Where is the technological unemployment?

US unemployment just hit a 50 year low.  Ugh?

I'm no Luddite. I understand that as machines increase productivity, society can compensate by consuming more and more goods and services thereby sustaining full employment.

To wit, in 1870, almost 50 percent of the U.S. population was employed in agriculture. Today less than 2 percent of the population is directly employed in agriculture; yet assisted by technology these few farmers produce enough food to sustain an obesity epidemicwastage and export.

Another obvious example is US manufacturing which has grown about 3X in the last half century, even while manufacturing jobs have dropped 40%.
Image result for us manufacturing output and jobs

So now 80% of people work in services, and we see a never ending boom in restaurants, therapists, beauty salons, and other luxuries, successfully keeping employment high. We keep consuming more products and more services. We have bigger wardrobes and waste more clothes, eat out more, eat more, travel more, and fill our houses with junk.

So far so good. OK I'm not sure it's good (for us, or for the planet), but its good for the economy. However technology change is accelerating, and I always assumed that at some point the pace of technology change would outpace the ability of society to invent new luxuries and re-purpose our employees. In recent years, retails stores have been increasingly replaced by eCommerce, supermarket checkouts have gone person-less, passport control is automated. Everywhere we look there are machines where a person once stood.

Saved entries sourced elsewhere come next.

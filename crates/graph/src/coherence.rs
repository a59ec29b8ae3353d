//! Implicit ordering between nodes touching overlapping memory through
//! different alias tensors, made explicit as `Memory` control edges.

use std::collections::BTreeMap;

use graphsched_core::{ControlEdgeType, NodeId, Result, TensorId};
use tracing::{debug, info};

use crate::editor::GraphEditor;
use crate::topology;

#[derive(Debug, Clone, Copy, PartialEq, Eq)]
enum Access {
    Read,
    Write,
}

#[derive(Debug, Clone, Copy)]
struct MemoryAccess {
    node: NodeId,
    tensor: TensorId,
    offset: u64,
    size: u64,
    access: Access,
}

impl MemoryAccess {
    fn overlaps(&self, other: &MemoryAccess) -> bool {
        self.size > 0
            && other.size > 0
            && self.offset < other.offset + other.size
            && other.offset < self.offset + self.size
    }
}

/// Order every write/write and read/write pair on overlapping bytes of the
/// same real memory. Pairs are ordered by node id; pairs already ordered
/// through existing edges are left alone. Returns the number of edges added.
pub fn register_memory_coherence(editor: &mut GraphEditor<'_>) -> Result<usize> {
    let mut by_memory: BTreeMap<TensorId, Vec<MemoryAccess>> = BTreeMap::new();
    {
        let graph = editor.graph();
        for node in graph.nodes() {
            let accesses = node
                .inputs
                .iter()
                .map(|&t| (t, Access::Read))
                .chain(node.outputs.iter().map(|&t| (t, Access::Write)));
            for (t, access) in accesses {
                let Some(tensor) = graph.tensor(t) else {
                    continue;
                };
                by_memory
                    .entry(graph.real_tensor(t))
                    .or_default()
                    .push(MemoryAccess {
                        node: node.id,
                        tensor: t,
                        offset: graph.real_offset(t),
                        size: tensor.size_bytes,
                        access,
                    });
            }
        }
    }

    let mut pairs = Vec::new();
    for accesses in by_memory.values() {
        for (i, first) in accesses.iter().enumerate() {
            for second in &accesses[i + 1..] {
                if first.node == second.node || first.tensor == second.tensor {
                    continue;
                }
                if first.access == Access::Read && second.access == Access::Read {
                    continue;
                }
                if !first.overlaps(second) {
                    continue;
                }
                let (blocking, blocked) = if first.node < second.node {
                    (first.node, second.node)
                } else {
                    (second.node, first.node)
                };
                pairs.push((blocking, blocked));
            }
        }
    }
    pairs.sort();
    pairs.dedup();

    let mut added = 0;
    for (blocking, blocked) in pairs {
        let graph = editor.graph();
        if topology::is_reachable(graph, blocking, blocked) || topology::is_reachable(graph, blocked, blocking) {
            continue;
        }
        editor.add_control_edge(blocking, blocked, ControlEdgeType::Memory)?;
        debug!("Memory coherence: {} before {}", blocking, blocked);
        added += 1;
    }
    info!("Registered {} memory coherence edges", added);
    Ok(added)
}
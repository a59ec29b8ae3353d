//! Extra ordering among tied free logical nodes that share real memory.
//!
//! When a logical node becomes free it is compared with every other free
//! logical node holding the same key. If both write the same real memory at
//! different offsets, the lower-offset writer goes first; failing that, the
//! same holds for readers. These edges live only in this table and never
//! reach the graph.

use std::collections::{BTreeSet, HashMap};

use graphsched_core::{Node, NodeId, TensorId};
use graphsched_graph::Graph;
use tracing::debug;

use crate::free_nodes::AuxiliaryBlocking;

/// Which side of a node takes part in offset ordering. A node is ordered by
/// its reads or by its writes, never both.
#[derive(Debug, Clone, Copy, PartialEq, Eq)]
pub enum OffsetRole {
    Reads,
    Writes,
}

#[derive(Debug, Default)]
pub struct SecondaryDependencies {
    blockers: HashMap<NodeId, BTreeSet<NodeId>>,
    blockees: HashMap<NodeId, BTreeSet<NodeId>>,
    roles: HashMap<NodeId, OffsetRole>,
    added: usize,
}

impl SecondaryDependencies {
    pub fn new() -> Self {
        Self::default()
    }

    /// Total edges synthesized so far.
    pub fn added(&self) -> usize {
        self.added
    }

    pub fn blockers_of(&self, node: NodeId) -> impl Iterator<Item = NodeId> + '_ {
        self.blockers.get(&node).into_iter().flatten().copied()
    }

    pub fn role(&self, node: NodeId) -> Option<OffsetRole> {
        self.roles.get(&node).copied()
    }

    fn can_take(&self, node: NodeId, role: OffsetRole) -> bool {
        self.roles.get(&node).map_or(true, |&r| r == role)
    }

    /// Is `to` reachable from `from` over secondary edges?
    fn reaches(&self, from: NodeId, to: NodeId) -> bool {
        let mut stack = vec![from];
        let mut seen = BTreeSet::new();
        while let Some(n) = stack.pop() {
            if n == to {
                return true;
            }
            if !seen.insert(n) {
                continue;
            }
            stack.extend(self.blockees.get(&n).into_iter().flatten().copied());
        }
        false
    }

    fn add_edge(&mut self, blocking: NodeId, blocked: NodeId, role: OffsetRole) -> bool {
        if self.reaches(blocked, blocking) {
            debug!("Skipping secondary edge {} -> {}: would close a cycle", blocking, blocked);
            return false;
        }
        if !self.blockees.entry(blocking).or_default().insert(blocked) {
            return false;
        }
        self.blockers.entry(blocked).or_default().insert(blocking);
        self.roles.insert(blocking, role);
        self.roles.insert(blocked, role);
        self.added += 1;
        debug!("Secondary edge {} -> {} ({:?})", blocking, blocked, role);
        true
    }
}

/// Offsets of `a` and `b` into the first real memory both touch through
/// `side` at different offsets.
fn offsets_on_shared_memory(
    graph: &Graph,
    a: &Node,
    b: &Node,
    side: impl Fn(&Node) -> &[TensorId],
) -> Option<(u64, u64)> {
    for &ta in side(a) {
        let real = graph.real_tensor(ta);
        let offset_a = graph.real_offset(ta);
        for &tb in side(b) {
            if graph.real_tensor(tb) != real {
                continue;
            }
            let offset_b = graph.real_offset(tb);
            if offset_a != offset_b {
                return Some((offset_a, offset_b));
            }
        }
    }
    None
}

impl<K: Ord> AuxiliaryBlocking<K> for SecondaryDependencies {
    fn on_insert(&mut self, graph: &Graph, node: NodeId, key: &K, others: &BTreeSet<(K, NodeId)>) {
        let Some(new) = graph.node(node).filter(|n| n.is_logical()) else {
            return;
        };
        for (other_key, other) in others {
            if other_key != key || *other == node {
                continue;
            }
            let Some(existing) = graph.node(*other).filter(|n| n.is_logical()) else {
                continue;
            };

            let writes = offsets_on_shared_memory(graph, new, existing, |n| n.outputs.as_slice());
            let (role, offsets) = match writes {
                Some(offsets) => (OffsetRole::Writes, offsets),
                None => match offsets_on_shared_memory(graph, new, existing, |n| n.inputs.as_slice()) {
                    Some(offsets) => (OffsetRole::Reads, offsets),
                    None => continue,
                },
            };
            if !self.can_take(node, role) || !self.can_take(*other, role) {
                continue;
            }
            let (new_offset, other_offset) = offsets;
            if new_offset < other_offset {
                self.add_edge(node, *other, role);
            } else {
                self.add_edge(*other, node, role);
            }
        }
    }

    fn on_erase(&mut self, node: NodeId) {
        if let Some(blocked) = self.blockees.remove(&node) {
            for b in blocked {
                if let Some(set) = self.blockers.get_mut(&b) {
                    set.remove(&node);
                }
            }
        }
        if let Some(blocking) = self.blockers.remove(&node) {
            for b in blocking {
                if let Some(set) = self.blockees.get_mut(&b) {
                    set.remove(&node);
                }
            }
        }
        self.roles.remove(&node);
    }

    fn is_blocked(&self, node: NodeId) -> bool {
        self.blockers.get(&node).is_some_and(|s| !s.is_empty())
    }
}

And still there is virtually no unemployment.

Any day now Waymo will offer truly driver-less taxis in Phoenix. Now 2% of Americans are drivers and in the coming years they may all be replaced by machines. Will we invent new luxuries fast enough to employ them all?

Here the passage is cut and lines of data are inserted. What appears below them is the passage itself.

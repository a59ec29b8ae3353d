use std::collections::{BTreeMap, HashMap};

use graphsched_core::{MaxPathWeight, NodeId, NodeList, ScheduleConfig};
use graphsched_graph::{EdgeFilter, Graph};
use tracing::{debug, info, warn};

use super::order::{GaudiKey, GaudiOrder};
use super::post::{optimize_memsets_location, reorder_nan_inf_probes};
use super::secondary::SecondaryDependencies;
use crate::bfs::release_consumers;
use crate::deps::DependencyTable;
use crate::error::{Result, ScheduleError};
use crate::free_nodes::FreeNodes;
use crate::max_path::PathMetrics;
use crate::NodeScheduler;

#[derive(Debug, Clone)]
pub struct GaudiScheduler {
    parent_id_schedule: bool,
    max_path: Option<MaxPathWeight>,
    reorder_probes: bool,
    optimize_memsets: bool,
}

impl GaudiScheduler {
    pub fn from_config(config: &ScheduleConfig) -> Self {
        Self {
            parent_id_schedule: config.enable_parent_id_schedule,
            max_path: config.enable_max_path_schedule.then_some(config.max_path_weight),
            reorder_probes: config.reorder_nan_inf_probes,
            optimize_memsets: config.optimize_memsets_location,
        }
    }
}

impl Default for GaudiScheduler {
    fn default() -> Self {
        Self::from_config(&ScheduleConfig::default())
    }
}

/// Scheduling state of one bundle.
struct BundleState<'o> {
    free: FreeNodes<&'o GaudiOrder>,
    /// Distinct (outside blocker, member) pairs not yet satisfied.
    external_in_degree: usize,
    remaining: usize,
    scalar_pipe: bool,
}

impl BundleState<'_> {
    fn is_eligible(&self) -> bool {
        self.external_in_degree == 0 && !self.free.is_empty()
    }

    fn head(&self) -> Option<&GaudiKey> {
        self.free.peek_key()
    }
}

struct Run<'g, 'o> {
    graph: &'g Graph,
    deps: DependencyTable,
    in_degree: HashMap<NodeId, usize>,
    bundle_of: HashMap<NodeId, u32>,
    bundles: BTreeMap<u32, BundleState<'o>>,
    default: FreeNodes<&'o GaudiOrder, SecondaryDependencies>,
    active: Option<u32>,
    order: NodeList,
}

impl<'g, 'o> Run<'g, 'o> {
    fn new(graph: &'g Graph, deps: DependencyTable, key_order: &'o GaudiOrder) -> Self {
        let bundle_of: HashMap<NodeId, u32> = graph
            .nodes()
            .filter_map(|n| n.bundle_index().map(|b| (n.id, b)))
            .collect();

        let mut bundles: BTreeMap<u32, BundleState<'o>> = BTreeMap::new();
        for node in graph.nodes() {
            let Some(info) = node.bundle_info() else {
                continue;
            };
            let external = deps
                .blocking(node.id)
                .iter()
                .filter(|p| bundle_of.get(p) != Some(&info.bundle_index))
                .count();
            let state = bundles.entry(info.bundle_index).or_insert_with(|| BundleState {
                free: FreeNodes::new(key_order),
                external_in_degree: 0,
                remaining: 0,
                scalar_pipe: info.is_scalar_pipe(),
            });
            state.external_in_degree += external;
            state.remaining += 1;
        }

        Self {
            graph,
            in_degree: deps.in_degrees(),
            deps,
            bundle_of,
            bundles,
            default: FreeNodes::with_blocking(key_order, SecondaryDependencies::new()),
            active: None,
            order: Vec::with_capacity(graph.len()),
        }
    }

    fn make_free(&mut self, node: NodeId) {
        match self.bundle_of.get(&node).and_then(|b| self.bundles.get_mut(b)) {
            Some(state) => {
                state.free.insert(self.graph, node);
            }
            None => {
                self.default.insert(self.graph, node);
            }
        }
    }

    fn emit(&mut self, node: NodeId) -> Result<()> {
        self.order.push(node);
        let own_bundle = self.bundle_of.get(&node).copied();
        if let Some(state) = own_bundle.and_then(|b| self.bundles.get_mut(&b)) {
            state.remaining -= 1;
        }

        for &c in self.deps.blocked(node) {
            let Some(&b) = self.bundle_of.get(&c) else {
                continue;
            };
            if own_bundle == Some(b) {
                continue;
            }
            if let Some(state) = self.bundles.get_mut(&b) {
                state.external_in_degree = state
                    .external_in_degree
                    .checked_sub(1)
                    .ok_or(ScheduleError::NegativeInDegree(c))?;
            }
        }

        let mut freed = Vec::new();
        release_consumers(&self.deps, &mut self.in_degree, node, |c| freed.push(c))?;
        for c in freed {
            self.make_free(c);
        }
        Ok(())
    }

    /// Lowest-keyed bundle passing `filter`.
    fn best_bundle(&self, filter: impl Fn(&BundleState<'_>) -> bool) -> Option<u32> {
        self.bundles
            .iter()
            .filter(|(_, s)| filter(*s))
            .filter_map(|(&b, s)| s.head().map(|k| (k, b)))
            .min()
            .map(|(_, b)| b)
    }

    fn step(&mut self) -> Result<bool> {
        if let Some(b) = self.active {
            let next = self.bundles.get_mut(&b).and_then(|s| s.free.pop_next());
            match next {
                Some(node) => {
                    self.emit(node)?;
                    return Ok(true);
                }
                None => {
                    let remaining = self.bundles.get(&b).map_or(0, |s| s.remaining);
                    if remaining > 0 {
                        warn!("Bundle {} stalled with {} unscheduled nodes, deactivating", b, remaining);
                    }
                    self.active = None;
                }
            }
        }

        if let Some(b) = self.best_bundle(|s| s.is_eligible() && !s.scalar_pipe) {
            debug!("Activating bundle {}", b);
            self.active = Some(b);
            return Ok(true);
        }
        if let Some(node) = self.default.pop_next() {
            self.emit(node)?;
            return Ok(true);
        }
        if let Some(b) = self.best_bundle(|s| s.is_eligible() && s.scalar_pipe) {
            debug!("Activating scalar pipe bundle {}", b);
            self.active = Some(b);
            return Ok(true);
        }
        if let Some(b) = self.best_bundle(|s| !s.free.is_empty()) {
            warn!("Cyclic dependency on bundle {}, forcing it through", b);
            self.active = Some(b);
            return Ok(true);
        }
        Ok(false)
    }
}

impl NodeScheduler for GaudiScheduler {
    fn name(&self) -> &'static str {
        "gaudi"
    }

    fn schedule_nodes(&self, graph: &Graph) -> Result<NodeList> {
        let deps = DependencyTable::new(graph, EdgeFilter::Both);
        let metrics = match self.max_path {
            Some(weight) => Some(PathMetrics::compute(graph, &deps, weight)?),
            None => None,
        };
        let key_order = GaudiOrder::new(self.parent_id_schedule, metrics);

        let mut run = Run::new(graph, deps.clone(), &key_order);
        for root in deps.roots() {
            run.make_free(root);
        }
        while run.step()? {}

        if run.order.len() != graph.len() {
            return Err(ScheduleError::NotAllScheduled {
                scheduled: run.order.len(),
                total: graph.len(),
            });
        }
        let secondary = run.default.auxiliary().added();
        let bundles = run.bundles.len();
        let mut order = run.order;

        let probes = if self.reorder_probes {
            reorder_nan_inf_probes(graph, &deps, &mut order)
        } else {
            0
        };
        let memsets = if self.optimize_memsets {
            optimize_memsets_location(graph, &deps, &mut order)
        } else {
            0
        };
        info!(
            "Gaudi scheduled {} nodes: {} bundles, {} secondary edges, {} probes and {} memsets moved",
            order.len(),
            bundles,
            secondary,
            probes,
            memsets
        );
        Ok(order)
    }
}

I'll reflect on that during my next bee string facial, which, I would expect, might be applied by an ex-truck driver.

Why does Trump want lower interest rates?

President Trump is continuing to push for lower interest rates. Of course this puts at risk the independence of the Federal Reserve which may be a dangerous precedent. But this consideration aside, why does Trump desire lower interest rates (aka printing money)?

No doubt Trump thinks that lower interest rates, which means more money in circulation, will help the economy to grow in the run up to the 2020 election. Can printing money really cause the economy to grow?

It is true that the Phillips Curve shows a correlation between increasing inflation, which means more money, and lower unemployment. But economists have established that this is a short term effect only. Pumping money into the economy (aka lowering interest rates) may lead to some growth in the short term, until prices and wages take the time to adjust to a newer higher level at which point the extra money has created nothing more than inflation. The economy goes back to where it started with prices and wages higher in dollar terms, but just the same in real inflation-adjusted terms.

Admittedly, in a year before election this short term boost may be tempting. However, the US is currently enjoying record low unemployment. Everyone is working in factories, restaurants, beauty salons and offices, producing goods and services. In such a situation where the economy is already running at full tilt, its hard to imagine that printing more money will grow the economy even in the short term.

So why is Trump pushing for interest rate cuts? Maybe he's lining up a scapegoat in case a recession is coming. Perhaps he's trying to distract the media from Ukraine-gate. Or perhaps he simply misunderstands that you cannot grow an economy, especially one which is already at virtually full employment, simply by lowering interest rates and printing money.